As a committed activist for issues pertaining his native Democratic Republic of Congo, Patrick Mbeko, who lives in Canada and has recently published in French a book highlighting the role of that country in ongoing wars that have been ravaging the whole Central African region, does not miss opportunities to provide his views on other significant aspects that affect Africa. The following note that I took the freedom of translating from French was featured on his Facebook pages. It points on his understanding of the sentencing of Charles Taylor, the former Liberian president.
I received a message from a fellow compatriot who, reacting to my position on the sentencing of Mr. Charles Taylor [conviction that I denounce], asked me why I tend to defend African dictators such as Muammar Qaddafi and Charles Taylor?
I understand this concerned compatriot and he is not the first person to make that point.
But here is my argument: first of all, who am I, ordinary as I consider myself, to treat Qaddafi of being a “dictator” when you know that nearly 85% of Libyans loved him?
Was he a dictator because Western leaders and their media repeated that “information” over and over again?
And what about Obama who is supported by only 40% of Americans? Is he as well a dictator?
Intricacies of political [and economic] power are often complex.
Having talked to some influential personalities (politicians, journalists, international civil servants, etc.) and understood certain geopolitical realities allowed me to reflect back on a number of issues.
I am not defending African leaders blindly, but I always try to understand the underlying reasons why some of them decide to take certain decisions.
I also try to understand the fury of Western elites and their media on other African leaders. In short, I always try to understand a problem from different angles without letting myself being fooled by whatever mainstream media and [Western] opinion leaders say.

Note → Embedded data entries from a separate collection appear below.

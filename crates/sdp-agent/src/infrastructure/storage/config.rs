//! TOML configuration for the host agent.
//!
//! ```toml
//! [agent]
//! device_id = "dev-1"
//! knock_secret_hex = "00112233445566778899aabbccddeeff"
//!
//! [network]
//! controller = "203.0.113.10:62201"   # omit for gateway-direct deployments
//! gateway_knock = "203.0.113.20:62202"
//! gateway_tls = "203.0.113.20:8443"
//!
//! [tls]
//! cert_path = "/etc/sdp/dev-1.crt"
//! key_path = "/etc/sdp/dev-1.key"
//! server_name = "gateway.example.com"
//! server_ca_path = "/etc/sdp/gateway-ca.crt"
//! # server_fingerprint = "<hex SHA-256 of the gateway certificate>"
//! ```

use std::net::SocketAddr;
use std::path::{Path, PathBuf};
use std::time::Duration;

use sdp_core::{DeviceId, KnockBuilder, KnockSecret};
use serde::{Deserialize, Serialize};
use thiserror::Error;

use crate::application::sequencer::{Flow, GatewayEndpoints, SequencerSettings};

/// Error type for configuration file operations.
#[derive(Debug, Error)]
pub enum ConfigError {
    #[error("I/O error accessing config at {path}: {source}")]
    Io {
        path: PathBuf,
        #[source]
        source: std::io::Error,
    },

    #[error("failed to parse config TOML: {0}")]
    Parse(#[from] toml::de::Error),

    #[error("failed to serialize config: {0}")]
    Serialize(#[from] toml::ser::Error),

    #[error("invalid configuration: {0}")]
    Invalid(String),
}

// ── Config schema types ───────────────────────────────────────────────────────

/// Top-level agent configuration.
#[derive(Debug, Clone, Serialize, Deserialize, PartialEq, Default)]
pub struct AgentConfig {
    #[serde(default)]
    pub agent: GeneralConfig,
    #[serde(default)]
    pub network: NetworkConfig,
    #[serde(default)]
    pub tls: TlsConfig,
}

#[derive(Debug, Clone, Serialize, Deserialize, PartialEq)]
pub struct GeneralConfig {
    #[serde(default)]
    pub device_id: String,
    #[serde(default)]
    pub knock_secret_hex: String,
    #[serde(default = "default_log_level")]
    pub log_level: String,
}

#[derive(Debug, Clone, Serialize, Deserialize, PartialEq)]
pub struct NetworkConfig {
    /// Controller knock port.  `None` selects the gateway-direct flow.
    #[serde(default, skip_serializing_if = "Option::is_none")]
    pub controller: Option<SocketAddr>,
    #[serde(default = "default_gateway_knock")]
    pub gateway_knock: SocketAddr,
    #[serde(default = "default_gateway_tls")]
    pub gateway_tls: SocketAddr,
    /// Local address knocks are sent from.
    #[serde(default = "default_knock_bind")]
    pub knock_bind: SocketAddr,
    #[serde(default = "default_reply_timeout_ms")]
    pub reply_timeout_ms: u64,
    #[serde(default = "default_settle_ms")]
    pub settle_ms: u64,
    #[serde(default = "default_connect_timeout_secs")]
    pub connect_timeout_secs: u64,
}

#[derive(Debug, Clone, Serialize, Deserialize, PartialEq)]
pub struct TlsConfig {
    #[serde(default)]
    pub cert_path: PathBuf,
    #[serde(default)]
    pub key_path: PathBuf,
    /// Name checked against the gateway certificate when `server_ca_path`
    /// is used.
    #[serde(default = "default_server_name")]
    pub server_name: String,
    #[serde(default, skip_serializing_if = "Option::is_none")]
    pub server_ca_path: Option<PathBuf>,
    /// Hex SHA-256 of the gateway's DER certificate.
    #[serde(default, skip_serializing_if = "Option::is_none")]
    pub server_fingerprint: Option<String>,
    #[serde(default = "default_handshake_timeout_secs")]
    pub handshake_timeout_secs: u64,
}

// ── Default helpers ───────────────────────────────────────────────────────────

fn default_log_level() -> String {
    "info".to_string()
}
fn default_gateway_knock() -> SocketAddr {
    SocketAddr::from(([127, 0, 0, 1], 62202))
}
fn default_gateway_tls() -> SocketAddr {
    SocketAddr::from(([127, 0, 0, 1], 8443))
}
fn default_knock_bind() -> SocketAddr {
    SocketAddr::from(([0, 0, 0, 0], 0))
}
fn default_reply_timeout_ms() -> u64 {
    2_000
}
fn default_settle_ms() -> u64 {
    50
}
fn default_connect_timeout_secs() -> u64 {
    5
}
fn default_server_name() -> String {
    "localhost".to_string()
}
fn default_handshake_timeout_secs() -> u64 {
    10
}

impl Default for GeneralConfig {
    fn default() -> Self {
        Self {
            device_id: String::new(),
            knock_secret_hex: String::new(),
            log_level: default_log_level(),
        }
    }
}

impl Default for NetworkConfig {
    fn default() -> Self {
        Self {
            controller: None,
            gateway_knock: default_gateway_knock(),
            gateway_tls: default_gateway_tls(),
            knock_bind: default_knock_bind(),
            reply_timeout_ms: default_reply_timeout_ms(),
            settle_ms: default_settle_ms(),
            connect_timeout_secs: default_connect_timeout_secs(),
        }
    }
}

impl Default for TlsConfig {
    fn default() -> Self {
        Self {
            cert_path: PathBuf::new(),
            key_path: PathBuf::new(),
            server_name: default_server_name(),
            server_ca_path: None,
            server_fingerprint: None,
            handshake_timeout_secs: default_handshake_timeout_secs(),
        }
    }
}

impl NetworkConfig {
    pub fn flow(&self) -> Flow {
        match self.controller {
            Some(controller) => Flow::ViaController { controller },
            None => Flow::GatewayDirect,
        }
    }

    pub fn gateway(&self) -> GatewayEndpoints {
        GatewayEndpoints {
            knock: self.gateway_knock,
            tls: self.gateway_tls,
        }
    }

    pub fn sequencer_settings(&self) -> SequencerSettings {
        SequencerSettings {
            reply_timeout: Duration::from_millis(self.reply_timeout_ms.max(1)),
            settle: Duration::from_millis(self.settle_ms),
        }
    }

    pub fn connect_timeout(&self) -> Duration {
        Duration::from_secs(self.connect_timeout_secs.max(1))
    }
}

impl TlsConfig {
    pub fn handshake_timeout(&self) -> Duration {
        Duration::from_secs(self.handshake_timeout_secs.max(1))
    }

    /// Decodes `server_fingerprint`, if set.
    pub fn server_fingerprint(&self) -> Result<Option<[u8; 32]>, ConfigError> {
        let Some(hex_str) = &self.server_fingerprint else {
            return Ok(None);
        };
        let bytes = hex::decode(hex_str.trim())
            .map_err(|e| ConfigError::Invalid(format!("tls.server_fingerprint: {e}")))?;
        let fingerprint: [u8; 32] = bytes.try_into().map_err(|bytes: Vec<u8>| {
            ConfigError::Invalid(format!(
                "tls.server_fingerprint must be 32 bytes, got {}",
                bytes.len()
            ))
        })?;
        Ok(Some(fingerprint))
    }
}

impl AgentConfig {
    /// The knock builder for this device.
    pub fn knock_builder(&self) -> Result<KnockBuilder, ConfigError> {
        let device_id = DeviceId::new(self.agent.device_id.trim())
            .map_err(|e| ConfigError::Invalid(format!("agent.device_id: {e}")))?;
        let secret = KnockSecret::from_hex(self.agent.knock_secret_hex.trim())
            .map_err(|e| ConfigError::Invalid(format!("agent.knock_secret_hex: {e}")))?;
        Ok(KnockBuilder::new(device_id, secret))
    }

    /// Checks the settings that have no safe default.
    pub fn validate(&self) -> Result<(), ConfigError> {
        self.knock_builder()?;
        if self.tls.cert_path.as_os_str().is_empty() || self.tls.key_path.as_os_str().is_empty() {
            return Err(ConfigError::Invalid(
                "tls.cert_path and tls.key_path are required".to_string(),
            ));
        }
        match (&self.tls.server_ca_path, self.tls.server_fingerprint()?) {
            (Some(_), None) | (None, Some(_)) => Ok(()),
            _ => Err(ConfigError::Invalid(
                "set exactly one of tls.server_ca_path and tls.server_fingerprint".to_string(),
            )),
        }
    }
}

// ── Config repository ─────────────────────────────────────────────────────────

/// Loads the configuration at `path`.
pub fn load_config(path: &Path) -> Result<AgentConfig, ConfigError> {
    let content = std::fs::read_to_string(path).map_err(|source| ConfigError::Io {
        path: path.to_path_buf(),
        source,
    })?;
    Ok(toml::from_str(&content)?)
}

/// Writes `config` to `path`, creating parent directories.
pub fn save_config(config: &AgentConfig, path: &Path) -> Result<(), ConfigError> {
    if let Some(dir) = path.parent() {
        std::fs::create_dir_all(dir).map_err(|source| ConfigError::Io {
            path: dir.to_path_buf(),
            source,
        })?;
    }
    let content = toml::to_string_pretty(config)?;
    std::fs::write(path, content).map_err(|source| ConfigError::Io {
        path: path.to_path_buf(),
        source,
    })
}

// ── Tests ─────────────────────────────────────────────────────────────────────

#[cfg(test)]
mod tests {
    use super::*;
    use tokio_test::{assert_err, assert_ok};

    fn valid() -> AgentConfig {
        let mut cfg = AgentConfig::default();
        cfg.agent.device_id = "dev-1".to_string();
        cfg.agent.knock_secret_hex = "11".repeat(16);
        cfg.tls.cert_path = PathBuf::from("dev-1.crt");
        cfg.tls.key_path = PathBuf::from("dev-1.key");
        cfg.tls.server_ca_path = Some(PathBuf::from("ca.crt"));
        cfg
    }

    #[test]
    fn test_minimal_toml_fills_in_defaults() {
        // Arrange
        let toml_str = r#"
            [agent]
            device_id = "dev-1"
            knock_secret_hex = "00112233445566778899aabbccddeeff"

            [network]
            controller = "10.0.0.1:62201"
            gateway_knock = "10.0.0.2:62202"
            gateway_tls = "10.0.0.2:8443"
        "#;

        // Act
        let cfg: AgentConfig = toml::from_str(toml_str).unwrap();

        // Assert
        assert_eq!(
            cfg.network.flow(),
            Flow::ViaController {
                controller: "10.0.0.1:62201".parse().unwrap()
            }
        );
        assert_eq!(cfg.network.sequencer_settings().reply_timeout, Duration::from_secs(2));
        assert_eq!(cfg.tls.handshake_timeout(), Duration::from_secs(10));
        assert_eq!(cfg.agent.log_level, "info");
    }

    #[test]
    fn test_missing_controller_selects_gateway_direct_flow() {
        let cfg = AgentConfig::default();
        assert_eq!(cfg.network.flow(), Flow::GatewayDirect);
    }

    #[test]
    fn test_valid_config_passes_validation() {
        assert_ok!(valid().validate());
    }

    #[test]
    fn test_short_knock_secret_is_rejected() {
        // Arrange
        let mut cfg = valid();
        cfg.agent.knock_secret_hex = "11".repeat(8);

        // Act / Assert
        assert_err!(cfg.validate());
    }

    #[test]
    fn test_server_trust_must_be_exactly_one_source() {
        // Arrange
        let mut both = valid();
        both.tls.server_fingerprint = Some("ab".repeat(32));
        let mut neither = valid();
        neither.tls.server_ca_path = None;

        // Act / Assert
        assert!(matches!(both.validate(), Err(ConfigError::Invalid(_))));
        assert!(matches!(neither.validate(), Err(ConfigError::Invalid(_))));
    }

    #[test]
    fn test_fingerprint_must_decode_to_32_bytes() {
        // Arrange
        let mut cfg = AgentConfig::default();
        cfg.tls.server_fingerprint = Some("ab".repeat(20));

        // Act / Assert
        assert_err!(cfg.tls.server_fingerprint());
        cfg.tls.server_fingerprint = Some("ab".repeat(32));
        assert_eq!(cfg.tls.server_fingerprint().unwrap(), Some([0xab; 32]));
    }

    #[test]
    fn test_save_then_load_preserves_config() {
        // Arrange
        let dir = std::env::temp_dir().join(format!("sdp-agent-config-{}", std::process::id()));
        let path = dir.join("agent.toml");
        let cfg = valid();

        // Act
        save_config(&cfg, &path).unwrap();
        let loaded = load_config(&path).unwrap();
        let _ = std::fs::remove_dir_all(&dir);

        // Assert
        assert_eq!(loaded, cfg);
    }

    #[test]
    fn test_missing_file_is_an_io_error() {
        let result = load_config(Path::new("/nonexistent/sdp/agent.toml"));
        assert!(matches!(result, Err(ConfigError::Io { .. })));
    }
}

Take the cases of Qaddafi and or Taylor.
I defended Qaddafi because I knew that everything that was being told about him was false.
Was Qaddafi a “saint”? No. Is that a significant reason to support the policy of controlled chaos crafted in the laboratories of NATO and propagated by the media (be reminded that it has caused over 120 000 deaths)? It shouldn’t be.
The same goes about Charles Taylor. Is he a recommendable person? No. Is this why we have to endorse the judicial stupidity that occurred during his trial? No.
John Philpot, a great Canadian lawyer, defender of several cases before the International Criminal Tribunal for Rwanda (ICTR) and the ICC, told us about an event that took place during the sentencing of Charles Taylor.
“There were three judges that day. One of them was a substitute judge who had followed the case from start to finish. On the day of sentencing, the judge then spoke and said that “the conviction of Charles Taylor is proof that the ICC does not apply the law; we have just witnessed again a travesty of justice “… though the judge had not finished speaking, his microphone was abruptly cut off.”
And Mr. Philpot added, “curiously, no media has talked about this incident.“
Carrying on with our discussion, I told the lawyer that very powerful interests controlled ICC. Among many others, for example, there are international NGOs funded by American philanthropist George Soros.
Listening to this, the Canadian lawyer then told me:
“You’re right Patrick; do you know that the case of William Ruto, Kenyan presidential candidate, indicted by the ICC, has been fabricated by Kenyan NGOs?”
All this should raise higher our awareness, dear fellow compatriots and friends. Our reading of events should not be influenced by external agents who have hidden and detrimental agendas forAfrica.
Does the African continent have dictators? Yes it does.[and many]
But to embrace all that is told about some of our leaders by the West, I do not fall for it. For I hold firmly to my intellectual independence.